//! Scored capability matching

use crate::version::{compare_versions, highest_version};
use crossbar_core::{CapabilityQuery, CapabilitySource, capabilities_match_term};
use serde::{Deserialize, Serialize};
use std::cmp::Ordering;

/// Score weights for the three match dimensions.
#[derive(Debug, Clone, Copy, PartialEq, Eq, Serialize, Deserialize)]
pub struct MatchWeights {
    /// Added per matched required term
    pub required: u32,
    /// Added per matched preferred term
    pub preferred: u32,
    /// Added once when `min_version` is met
    pub version: u32,
}

impl Default for MatchWeights {
    fn default() -> Self {
        Self {
            required: 100,
            preferred: 10,
            version: 5,
        }
    }
}

impl MatchWeights {
    /// Set the per-required-term weight.
    pub fn with_required(mut self, weight: u32) -> Self {
        self.required = weight;
        self
    }

    /// Set the per-preferred-term weight.
    pub fn with_preferred(mut self, weight: u32) -> Self {
        self.preferred = weight;
        self
    }

    /// Set the version-bonus weight.
    pub fn with_version(mut self, weight: u32) -> Self {
        self.version = weight;
        self
    }
}

/// Detailed score breakdown for one candidate against one query.
#[derive(Debug, Clone, PartialEq, Eq, Serialize, Deserialize)]
pub struct MatchScore {
    /// Total score; 0 when the candidate is disqualified
    pub total: u32,

    /// Required terms the candidate matched
    pub matched_required: Vec<String>,

    /// Preferred terms the candidate matched
    pub matched_preferred: Vec<String>,

    /// Required terms the candidate is missing; non-empty disqualifies
    pub missing_required: Vec<String>,

    /// Whether the candidate's highest capability version met
    /// `min_version`
    pub version_satisfied: bool,
}

impl MatchScore {
    /// Whether the candidate satisfies every required term.
    pub fn qualifies(&self) -> bool {
        self.missing_required.is_empty()
    }
}

/// One qualifying candidate with its score.
#[derive(Debug)]
pub struct Match<'a, S> {
    /// The candidate, borrowed from the caller's list
    pub candidate: &'a S,

    /// Score breakdown
    pub score: MatchScore,
}

/// Pure scoring and ranking over a supplied candidate list.
///
/// Holds only weights; never mutates its inputs. An empty candidate list
/// returns empty/none, never an error, and a query with no required terms
/// matches every candidate.
#[derive(Debug, Clone, Default)]
pub struct CapabilityMatcher {
    weights: MatchWeights,
}

impl CapabilityMatcher {
    /// Create a matcher with the default weights.
    pub fn new() -> Self {
        Self::default()
    }

    /// Create a matcher with custom weights.
    pub fn with_weights(weights: MatchWeights) -> Self {
        Self { weights }
    }

    /// Numeric score for one candidate; 0 when disqualified.
    pub fn score<S: CapabilitySource>(&self, query: &CapabilityQuery, candidate: &S) -> u32 {
        self.detailed_score(query, candidate).total
    }

    /// Full score breakdown for one candidate.
    pub fn detailed_score<S: CapabilitySource>(
        &self,
        query: &CapabilityQuery,
        candidate: &S,
    ) -> MatchScore {
        let capabilities = candidate.capability_set();

        let mut matched_required = Vec::new();
        let mut missing_required = Vec::new();
        for term in &query.required {
            if capabilities_match_term(&capabilities, term) {
                matched_required.push(term.clone());
            } else {
                missing_required.push(term.clone());
            }
        }

        let matched_preferred: Vec<String> = query
            .preferred
            .iter()
            .filter(|term| capabilities_match_term(&capabilities, term))
            .cloned()
            .collect();

        let version_satisfied = match &query.min_version {
            Some(min) => highest_version(&capabilities)
                .map(|v| compare_versions(v, min) != Ordering::Less)
                .unwrap_or(false),
            None => false,
        };

        // Required terms are a hard filter: any miss zeroes the score.
        let total = if missing_required.is_empty() {
            let mut total = matched_required.len() as u32 * self.weights.required
                + matched_preferred.len() as u32 * self.weights.preferred;
            if version_satisfied {
                total += self.weights.version;
            }
            total
        } else {
            0
        };

        MatchScore {
            total,
            matched_required,
            matched_preferred,
            missing_required,
            version_satisfied,
        }
    }

    /// All satisfying candidates, best-first. Ties keep encounter order.
    pub fn find_all_matching<'a, S: CapabilitySource>(
        &self,
        query: &CapabilityQuery,
        candidates: &'a [S],
    ) -> Vec<Match<'a, S>> {
        let mut matches: Vec<Match<'a, S>> = candidates
            .iter()
            .map(|candidate| Match {
                candidate,
                score: self.detailed_score(query, candidate),
            })
            .filter(|m| m.score.qualifies())
            .collect();

        // Stable sort keeps encounter order for equal scores.
        matches.sort_by(|a, b| b.score.total.cmp(&a.score.total));
        matches
    }

    /// The single best match, or `None` when nothing qualifies.
    pub fn find_best_match<'a, S: CapabilitySource>(
        &self,
        query: &CapabilityQuery,
        candidates: &'a [S],
    ) -> Option<Match<'a, S>> {
        let mut best: Option<Match<'a, S>> = None;

        for candidate in candidates {
            let score = self.detailed_score(query, candidate);
            if !score.qualifies() {
                continue;
            }
            // Strictly-greater keeps the first candidate on ties.
            let better = best
                .as_ref()
                .map(|b| score.total > b.score.total)
                .unwrap_or(true);
            if better {
                best = Some(Match { candidate, score });
            }
        }

        best
    }
}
····················
Retype all the records, matching them exactly.

//! Scored capability matching

use crate::version::{compare_versions, highest_version};
use crossbar_core::{CapabilityQuery, CapabilitySource, capabilities_match_term};
use serde::{Deserialize, Serialize};
use std::cmp::Ordering;

/// Score weights for the three match dimensions.
#[derive(Debug, Clone, Copy, PartialEq, Eq, Serialize, Deserialize)]
pub struct MatchWeights {
    /// Added per matched required term
    pub required: u32,
    /// Added per matched preferred term
    pub preferred: u32,
    /// Added once when `min_version` is met
    pub version: u32,
}

impl Default for MatchWeights {
    fn default() -> Self {
        Self {
            required: 100,
            preferred: 10,
            version: 5,
        }
    }
}

impl MatchWeights {
    /// Set the per-required-term weight.
    pub fn with_required(mut self, weight: u32) -> Self {
        self.required = weight;
        self
    }

    /// Set the per-preferred-term weight.
    pub fn with_preferred(mut self, weight: u32) -> Self {
        self.preferred = weight;
        self
    }

    /// Set the version-bonus weight.
    pub fn with_version(mut self, weight: u32) -> Self {
        self.version = weight;
        self
    }
}

/// Detailed score breakdown for one candidate against one query.
#[derive(Debug, Clone, PartialEq, Eq, Serialize, Deserialize)]
pub struct MatchScore {
    /// Total score; 0 when the candidate is disqualified
    pub total: u32,

    /// Required terms the candidate matched
    pub matched_required: Vec<String>,

    /// Preferred terms the candidate matched
    pub matched_preferred: Vec<String>,

    /// Required terms the candidate is missing; non-empty disqualifies
    pub missing_required: Vec<String>,

    /// Whether the candidate's highest capability version met
    /// `min_version`
    pub version_satisfied: bool,
}

impl MatchScore {
    /// Whether the candidate satisfies every required term.
    pub fn qualifies(&self) -> bool {
        self.missing_required.is_empty()
    }
}

/// One qualifying candidate with its score.
#[derive(Debug)]
pub struct Match<'a, S> {
    /// The candidate, borrowed from the caller's list
    pub candidate: &'a S,

    /// Score breakdown
    pub score: MatchScore,
}

/// Pure scoring and ranking over a supplied candidate list.
///
/// Holds only weights; never mutates its inputs. An empty candidate list
/// returns empty/none, never an error, and a query with no required terms
/// matches every candidate.
#[derive(Debug, Clone, Default)]
pub struct CapabilityMatcher {
    weights: MatchWeights,
}

impl CapabilityMatcher {
    /// Create a matcher with the default weights.
    pub fn new() -> Self {
        Self::default()
    }

    /// Create a matcher with custom weights.
    pub fn with_weights(weights: MatchWeights) -> Self {
        Self { weights }
    }

    /// Numeric score for one candidate; 0 when disqualified.
    pub fn score<S: CapabilitySource>(&self, query: &CapabilityQuery, candidate: &S) -> u32 {
        self.detailed_score(query, candidate).total
    }

    /// Full score breakdown for one candidate.
    pub fn detailed_score<S: CapabilitySource>(
        &self,
        query: &CapabilityQuery,
        candidate: &S,
    ) -> MatchScore {
        let capabilities = candidate.capability_set();

        let mut matched_required = Vec::new();
        let mut missing_required = Vec::new();
        for term in &query.required {
            if capabilities_match_term(&capabilities, term) {
                matched_required.push(term.clone());
            } else {
                missing_required.push(term.clone());
            }
        }

        let matched_preferred: Vec<String> = query
            .preferred
            .iter()
            .filter(|term| capabilities_match_term(&capabilities, term))
            .cloned()
            .collect();

        let version_satisfied = match &query.min_version {
            Some(min) => highest_version(&capabilities)
                .map(|v| compare_versions(v, min) != Ordering::Less)
                .unwrap_or(false),
            None => false,
        };

        // Required terms are a hard filter: any miss zeroes the score.
        let total = if missing_required.is_empty() {
            let mut total = matched_required.len() as u32 * self.weights.required
                + matched_preferred.len() as u32 * self.weights.preferred;
            if version_satisfied {
                total += self.weights.version;
            }
            total
        } else {
            0
        };

        MatchScore {
            total,
            matched_required,
            matched_preferred,
            missing_required,
            version_satisfied,
        }
    }

    /// All satisfying candidates, best-first. Ties keep encounter order.
    pub fn find_all_matching<'a, S: CapabilitySource>(
        &self,
        query: &CapabilityQuery,
        candidates: &'a [S],
    ) -> Vec<Match<'a, S>> {
        let mut matches: Vec<Match<'a, S>> = candidates
            .iter()
            .map(|candidate| Match {
                candidate,
                score: self.detailed_score(query, candidate),
            })
            .filter(|m| m.score.qualifies())
            .collect();

        // Stable sort keeps encounter order for equal scores.
        matches.sort_by(|a, b| b.score.total.cmp(&a.score.total));
        matches
    }

    /// The single best match, or `None` when nothing qualifies.
    pub fn find_best_match<'a, S: CapabilitySource>(
        &self,
        query: &CapabilityQuery,
        candidates: &'a [S],
    ) -> Option<Match<'a, S>> {
        let mut best: Option<Match<'a, S>> = None;

        for candidate in candidates {
            let score = self.detailed_score(query, candidate);
            if !score.qualifies() {
                continue;
            }
            // Strictly-greater keeps the first candidate on ties.
            let better = best
                .as_ref()
                .map(|b| score.total > b.score.total)
                .unwrap_or(true);
            if better {
                best = Some(Match { candidate, score });
            }
        }

        best
    }
}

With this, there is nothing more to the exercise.